For Thanksgiving dinner, we went to the upper west side and shared a fine meal with Sally’s brother Bill, his wife Mary Jane, and their daughter Carmen. Everyone was in high spirits, and I was most grateful that they provided delicious non-meat food. Bill was eager to hear more of Jocelyn’s South American journey, and she had some good stories of jungle adventures with snakes and spiders and marathon bus rides. Carmen, now thirteen, seemed amazingly grown up and well spoken. She’d just applied to an arts high school for both acting and piano performance, and played her audition piece, a Haydn sonata.

On Friday, we got a personal tour of the trading floor of the New York Stock Exchange and ate lunch in Chinatown. Late that afternoon, Gabe and I went to the Museum of Modern Art. Gabe was interested in Picasso and Van Gogh, and I never get tired of them. I also spent some time with the J. Pollocks. The big big drip painting finally clicked for me (goose bumps). We met Jocelyn and her friend Pam at a little Italian restaurant on the east side. Pam is an art world person and aspiring critic, and amazingly articulate, warm, and friendly. Gabe mentioned Andy Warhol, and it turned out Pam had some dense but fascinating ideas about him.

On Saturday afternoon, I took the kids to their first live opera at the Met, where we saw Carmen with Elina Garanca in the title role. She was smoking hot! Everything was truly wonderful — singing, sets, costumes, orchestra. And the story is still a bloody shocker. I was a little worried beforehand that the kids might not like it, which, especially in view of the ticket prices, would have been a bummer, but was not — they enjoyed it.

Gabe and Jocelyn had an early flight to Colorado on Sunday, so I was on my own for the last day. I went back to the Met in the morning and spent some time with the Greek and Roman antiquities, looked in on an exhibit of the work of Jan Gossart (Dutch Renaissance), and looked in again at the beloved Vermeers. Then I went to Lincoln Center to see the City Ballet’s Nutcracker.

After many Nutcrackers, I thought I was pretty much nutcrackered out for life, but it turned out not. Somehow it hit the sweet spot of pure joy and wonder. The dancing was delightful, the stagecraft was impressive, and the orchestra sounded great. The child dancers had more-than-usual charisma. Jennifer Ringer as the Sugarplum Fairy seemed a little flat at first, but was gorgeous in the pas de deux. Ashley Bouder was an exquisite Dew Drop. A few weeks earlier I’d ordered a piano version of the Tchaikovsky score and played through parts of it for fun, so I was particularly attentive to the music. It is a masterpiece.
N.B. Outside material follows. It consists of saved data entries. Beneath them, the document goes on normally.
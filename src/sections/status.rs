//! Client-side triage overlays for requirements and risks/issues.
//!
//! The overlay is never part of the document and is never persisted: it is
//! keyed by [`RecordKey`] and discarded whenever a different document is
//! loaded. Every row starts `pending`; a row can leave `pending` exactly once.

use std::collections::HashMap;
use std::fmt::Debug;

use schemars::JsonSchema;
use serde::{Deserialize, Serialize};
use tracing::debug;

use crate::core::{
    errors::{AppError, AppResult},
    types::RecordKey,
};

pub trait TriageStatus: Copy + Eq + Debug + 'static {
    const PENDING: Self;

    /// Targets reachable from `pending`, in display order.
    fn actions() -> &'static [Self];
    fn as_str(&self) -> &'static str;
    fn label(&self) -> &'static str;
    fn action_label(&self) -> &'static str;
    fn icon(&self) -> &'static str;
    fn parse(raw: &str) -> Option<Self>;
}

#[derive(Debug, Clone, Copy, Default, PartialEq, Eq, Hash, Serialize, Deserialize, JsonSchema)]
#[serde(rename_all = "snake_case")]
pub enum RequirementStatus {
    #[default]
    Pending,
    Approved,
    Rejected,
    Review,
}

impl TriageStatus for RequirementStatus {
    const PENDING: Self = Self::Pending;

    fn actions() -> &'static [Self] {
        &[Self::Approved, Self::Review, Self::Rejected]
    }

    fn as_str(&self) -> &'static str {
        match self {
            Self::Pending => "pending",
            Self::Approved => "approved",
            Self::Rejected => "rejected",
            Self::Review => "review",
        }
    }

    fn label(&self) -> &'static str {
        match self {
            Self::Pending => "Pending",
            Self::Approved => "Approved",
            Self::Rejected => "Rejected",
            Self::Review => "Under Review",
        }
    }

    fn action_label(&self) -> &'static str {
        match self {
            Self::Pending => "Pending",
            Self::Approved => "Approve",
            Self::Rejected => "Reject",
            Self::Review => "Review",
        }
    }

    fn icon(&self) -> &'static str {
        match self {
            Self::Pending => "pending",
            Self::Approved => "check",
            Self::Rejected => "close",
            Self::Review => "visibility",
        }
    }

    fn parse(raw: &str) -> Option<Self> {
        match raw.trim().to_ascii_lowercase().as_str() {
            "pending" => Some(Self::Pending),
            "approved" | "approve" => Some(Self::Approved),
            "rejected" | "reject" => Some(Self::Rejected),
            "review" => Some(Self::Review),
            _ => None,
        }
    }
}

#[derive(Debug, Clone, Copy, Default, PartialEq, Eq, Hash, Serialize, Deserialize, JsonSchema)]
#[serde(rename_all = "snake_case")]
pub enum RiskIssueStatus {
    #[default]
    Pending,
    Resolved,
    Ignored,
    Review,
}

impl TriageStatus for RiskIssueStatus {
    const PENDING: Self = Self::Pending;

    fn actions() -> &'static [Self] {
        &[Self::Resolved, Self::Review, Self::Ignored]
    }

    fn as_str(&self) -> &'static str {
        match self {
            Self::Pending => "pending",
            Self::Resolved => "resolved",
            Self::Ignored => "ignored",
            Self::Review => "review",
        }
    }

    fn label(&self) -> &'static str {
        match self {
            Self::Pending => "Pending",
            Self::Resolved => "Resolved",
            Self::Ignored => "Ignored",
            Self::Review => "Under Review",
        }
    }

    fn action_label(&self) -> &'static str {
        match self {
            Self::Pending => "Pending",
            Self::Resolved => "Resolve",
            Self::Ignored => "Ignore",
            Self::Review => "Under Review",
        }
    }

    fn icon(&self) -> &'static str {
        match self {
            Self::Pending => "pending",
            Self::Resolved => "check_circle",
            Self::Ignored => "block",
            Self::Review => "visibility",
        }
    }

    fn parse(raw: &str) -> Option<Self> {
        match raw.trim().to_ascii_lowercase().as_str() {
            "pending" => Some(Self::Pending),
            "resolved" | "resolve" => Some(Self::Resolved),
            "ignored" | "ignore" => Some(Self::Ignored),
            "review" => Some(Self::Review),
            _ => None,
        }
    }
}

/// Status cell of a triage-enabled row: a badge, plus action controls while
/// the row is still pending.
#[derive(Debug, Clone, PartialEq, Eq, Serialize, JsonSchema)]
#[serde(rename_all = "camelCase")]
pub struct RowStatus {
    pub state: String,
    pub label: String,
    pub actions: Vec<RowAction>,
}

#[derive(Debug, Clone, PartialEq, Eq, Serialize, JsonSchema)]
#[serde(rename_all = "camelCase")]
pub struct RowAction {
    pub target: String,
    pub label: String,
    pub icon: String,
}

#[derive(Debug, Clone, PartialEq, Eq)]
pub struct StatusOverlay<S> {
    entries: HashMap<RecordKey, S>,
}

impl<S> Default for StatusOverlay<S> {
    fn default() -> Self {
        Self {
            entries: HashMap::new(),
        }
    }
}

impl<S: TriageStatus> StatusOverlay<S> {
    pub fn new() -> Self {
        Self::default()
    }

    pub fn status_of(&self, key: &RecordKey) -> S {
        self.entries.get(key).copied().unwrap_or(S::PENDING)
    }

    /// Moves a pending row to `next`.
    pub fn apply(&mut self, key: RecordKey, next: S) -> AppResult<S> {
        if next == S::PENDING {
            return Err(AppError::InvalidTransition(format!(
                "record {key} cannot be returned to pending"
            )));
        }
        let current = self.status_of(&key);
        if current != S::PENDING {
            return Err(AppError::InvalidTransition(format!(
                "record {key} is already {}",
                current.as_str()
            )));
        }
        debug!(record = %key, status = next.as_str(), "status overlay updated");
        self.entries.insert(key, next);
        Ok(next)
    }

    pub fn row_status(&self, key: &RecordKey) -> RowStatus {
        let status = self.status_of(key);
        let actions = if status == S::PENDING {
            S::actions()
                .iter()
                .map(|target| RowAction {
                    target: target.as_str().to_string(),
                    label: target.action_label().to_string(),
                    icon: target.icon().to_string(),
                })
                .collect()
        } else {
            Vec::new()
        };
        RowStatus {
            state: status.as_str().to_string(),
            label: status.label().to_string(),
            actions,
        }
    }

    pub fn len(&self) -> usize {
        self.entries.len()
    }

    pub fn is_empty(&self) -> bool {
        self.entries.is_empty()
    }

    pub fn clear(&mut self) {
        self.entries.clear();
    }
}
After the ballet, I took a cab to 46th and 12th and visited the aircraft carrier Intrepid, the submarine Growler, and the Concorde. Impressive machines! The Intrepid is a proud veteran of WWII that played a significant role in the Pacific theater and survived some kamikaze hits. The sun was setting at the end of my tour, and the view of Manhattan was beautiful.

Accessing a delightful comic opera

On Saturday I went to my first live opera in a movie theatre: Don Pasquale, transmitted live in HD from the Metropolitan Opera at Lincoln Center to Raleigh’s North Hills Shopping Center (among hundreds of other theatres around the globe). When I lived in New York, I sometimes bought the best tickets I could afford for the Met, which were for standing room. There were always people who left after act one, so it was usually possible to get a good orchestra seat for the rest of the show. And so I learned that the Met is a magical place, with some of the most incredible singing on the planet, and also some of the most astonishing stagecraft. It was great to be back.

I put my interest in opera on the back burner after leaving New York for law school, and with the normal pressures of career and parenthood it fell off the priority list. I’ve come back to it recently with fresh enthusiasm. Part of the reason was my passion for the piano music of Chopin. He enjoyed what we know as the bel canto repertory (Donizetti, Bellini, Rossini), and I started listening to that music to better understand his musical thinking. It’s a kind of time travel, a visit to another culture that’s both submerged and still alive. A lot of bel canto music is not particularly deep, but it is charming and at times brilliant.

Sally took her tennis team to the state finals in Winston-Salem this week, and so was not able to go to Don Pasquale. Diane, Sally’s mom, is a big opera buff, and we went to the show together. I sent an email to the Red Hat local employees’ list offering her ticket for free, and Roger H. accepted. I had not reckoned on how difficult it would be to find parking at North Hills, and we ended up running late. Roger came to the rescue. As we circled the parking lot, he called my cell, and said he was saving good seats for us.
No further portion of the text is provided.